_PROBLEM_
Start with the first line of the records below. Output each line exactly, ending with the one that contains "const HOLD_WINDOW: u64 = 8;".

[Stored data entries]

mod display;

use std::collections::HashMap;
use std::io::{stdout, BufWriter, Write};
use std::sync::mpsc;
use std::thread;
use std::time::{Duration, Instant};

use crossterm::{
    cursor,
    event::{
        self, DisableMouseCapture, EnableMouseCapture, Event, KeyCode, KeyEvent, KeyEventKind,
        KeyModifiers, KeyboardEnhancementFlags, MouseButton, MouseEvent, MouseEventKind,
        PopKeyboardEnhancementFlags, PushKeyboardEnhancementFlags,
    },
    terminal, ExecutableCommand,
};
use rand::thread_rng;

use robot_payback::compute::{click, init_state, quit, tick, ClickOutcome};
use robot_payback::config::GameConfig;
use robot_payback::entities::{GameState, Screen, TickInput};
use robot_payback::error::GameError;

use display::Viewport;

const FRAME: Duration = Duration::from_millis(16); // ≈60 FPS

/// A key is considered "held" if its last press/repeat event arrived within
/// this many frames.  Covers terminals that don't emit key-release events:
/// the OS key-repeat rate is ≥ 15 Hz, so a window of 8 frames (≈133 ms) is
/// always refreshed before expiry.
const HOLD_WINDOW: u64 = 8;

/// Returns true if `key` was seen within the last `HOLD_WINDOW` frames.
fn is_held(key_frame: &HashMap<KeyCode, u64>, key: &KeyCode, frame: u64) -> bool {
    key_frame
        .get(key)
        .map(|&last| frame.saturating_sub(last) <= HOLD_WINDOW)
        .unwrap_or(false)
}

fn any_held(key_frame: &HashMap<KeyCode, u64>, keys: &[KeyCode], frame: u64) -> bool {
    keys.iter().any(|k| is_held(key_frame, k, frame))
}

/// Snapshot the held keys into this tick's input.
fn poll_input(key_frame: &HashMap<KeyCode, u64>, frame: u64, fire: bool) -> TickInput {
    TickInput {
        left: is_held(key_frame, &KeyCode::Left, frame),
        right: is_held(key_frame, &KeyCode::Right, frame),
        up: is_held(key_frame, &KeyCode::Up, frame),
        down: is_held(key_frame, &KeyCode::Down, frame),
        aim_ccw: any_held(key_frame, &[KeyCode::Char('a'), KeyCode::Char('A')], frame),
        aim_cw: any_held(key_frame, &[KeyCode::Char('d'), KeyCode::Char('D')], frame),
        fire,
    }
}

// ── Game loop ─────────────────────────────────────────────────────────────────

/// Runs until the player exits.
///
/// Input model: instead of acting on each key event individually, we maintain
/// a `key_frame` map that records the frame number of the last press/repeat
/// event for every key.  Each frame we check which keys are still "fresh"
/// (within `HOLD_WINDOW` frames) and build a `TickInput` from them, so
/// moving and aiming can happen together.  Firing is edge-triggered: one
/// coin per key press, not per held frame.
fn game_loop<W: Write>(
    out: &mut W,
    state: &mut GameState,
    view: &mut Viewport,
    rx: &mpsc::Receiver<Event>,
    clock: Instant,
) -> std::io::Result<()> {
    let mut rng = thread_rng();

    // Maps each held key → the frame it was last seen (press or repeat).
    let mut key_frame: HashMap<KeyCode, u64> = HashMap::new();
    let fire_key = KeyCode::Char(state.rules.fire_key.as_char());
    let mut frame: u64 = 0;

    loop {
        let frame_start = Instant::now();
        let now_ms = clock.elapsed().as_millis() as u64;
        frame += 1;
        let mut fire = false;

        // ── Drain all pending input events (non-blocking) ─────────────────────
        while let Ok(ev) = rx.try_recv() {
            match ev {
                Event::Key(KeyEvent {
                    code,
                    kind,
                    modifiers,
                    ..
                }) => match kind {
                    KeyEventKind::Press => {
                        key_frame.insert(code, frame);
                        match code {
                            KeyCode::Char('c') if modifiers.contains(KeyModifiers::CONTROL) => {
                                return Ok(());
                            }
                            KeyCode::Char('q') | KeyCode::Char('Q') | KeyCode::Esc => {
                                let (next, outcome) = quit(state, now_ms);
                                *state = next;
                                if outcome == ClickOutcome::Exit {
                                    return Ok(());
                                }
                            }
                            c if c == fire_key => fire = true,
                            _ => {}
                        }
                    }
                    // Repeat: refresh timestamp so key stays "held"
                    KeyEventKind::Repeat => {
                        key_frame.insert(code, frame);
                    }
                    // Release: remove key immediately (keyboard-enhancement path)
                    KeyEventKind::Release => {
                        key_frame.remove(&code);
                    }
                },
                Event::Mouse(MouseEvent {
                    kind: MouseEventKind::Down(MouseButton::Left),
                    column,
                    row,
                    ..
                }) => {
                    let (x, y) = view.to_field(column, row);
                    let (next, outcome) = click(state, x, y, now_ms);
                    if state.screen != next.screen {
                        log::info!("{:?} -> {:?}", state.screen, next.screen);
                    }
                    *state = next;
                    if outcome == ClickOutcome::Exit {
                        return Ok(());
                    }
                }
                Event::Resize(cols, rows) => {
                    *view = Viewport::new(cols, rows, state.field);
                }
                _ => {}
            }
        }

        if state.screen == Screen::Running {
            let input = poll_input(&key_frame, frame, fire);
            *state = tick(state, &input, now_ms, &mut rng);
        }

        display::render(out, state, view, now_ms)?;

        let elapsed = frame_start.elapsed();
        if elapsed < FRAME {
            std::thread::sleep(FRAME - elapsed);
        }
    }
}

// ── Entry point ───────────────────────────────────────────────────────────────

fn main() -> Result<(), GameError> {
    env_logger::init();

    // Fail before touching the terminal so the error prints normally
    let config = GameConfig::load()?;
    log::info!("Starting with rules {:?}", config.rules);

    let raw_out = stdout();
    let mut out = BufWriter::new(raw_out);

    terminal::enable_raw_mode()?;
    out.execute(terminal::EnterAlternateScreen)?;
    out.execute(cursor::Hide)?;
    out.execute(EnableMouseCapture)?;

    // Request key-release (and key-repeat) events from the terminal.
    // Ghostty / kitty-protocol terminals support this; others fall back gracefully.
    let keyboard_enhanced = out
        .execute(PushKeyboardEnhancementFlags(
            KeyboardEnhancementFlags::REPORT_EVENT_TYPES,
        ))
        .is_ok();

    // Dedicate a thread exclusively to blocking event reads, sending them
    // through a channel so the game loop never has to block on I/O.
    let (tx, rx) = mpsc::channel::<Event>();
    thread::spawn(move || loop {
        match event::read() {
            Ok(ev) => {
                if tx.send(ev).is_err() {
                    break; // receiver dropped → program exiting
                }
            }
            Err(_) => break,
        }
    });

    let result = run(&mut out, &rx, &config);

    // Always restore the terminal
    if keyboard_enhanced {
        let _ = out.execute(PopKeyboardEnhancementFlags);
    }
    let _ = out.execute(DisableMouseCapture);
    let _ = out.execute(cursor::Show);
    let _ = out.execute(terminal::LeaveAlternateScreen);
    let _ = terminal::disable_raw_mode();

    result.map_err(GameError::from)
}

fn run<W: Write>(
    out: &mut W,
    rx: &mpsc::Receiver<Event>,
    config: &GameConfig,
) -> std::io::Result<()> {
    let clock = Instant::now();
    let mut state = init_state(config, 0);
    let (cols, rows) = terminal::size()?;
    let mut view = Viewport::new(cols, rows, state.field);

    game_loop(out, &mut state, &mut view, rx, clock)?;

    log::info!("Exiting on {:?} with score {}", state.screen, state.score);
    Ok(())
}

_RESULT OF THIS TASK_
mod display;

use std::collections::HashMap;
use std::io::{stdout, BufWriter, Write};
use std::sync::mpsc;
use std::thread;
use std::time::{Duration, Instant};

use crossterm::{
    cursor,
    event::{
        self, DisableMouseCapture, EnableMouseCapture, Event, KeyCode, KeyEvent, KeyEventKind,
        KeyModifiers, KeyboardEnhancementFlags, MouseButton, MouseEvent, MouseEventKind,
        PopKeyboardEnhancementFlags, PushKeyboardEnhancementFlags,
    },
    terminal, ExecutableCommand,
};
use rand::thread_rng;

use robot_payback::compute::{click, init_state, quit, tick, ClickOutcome};
use robot_payback::config::GameConfig;
use robot_payback::entities::{GameState, Screen, TickInput};
use robot_payback::error::GameError;

use display::Viewport;

const FRAME: Duration = Duration::from_millis(16); // ≈60 FPS

/// A key is considered "held" if its last press/repeat event arrived within
/// this many frames.  Covers terminals that don't emit key-release events:
/// the OS key-repeat rate is ≥ 15 Hz, so a window of 8 frames (≈133 ms) is
/// always refreshed before expiry.
const HOLD_WINDOW: u64 = 8;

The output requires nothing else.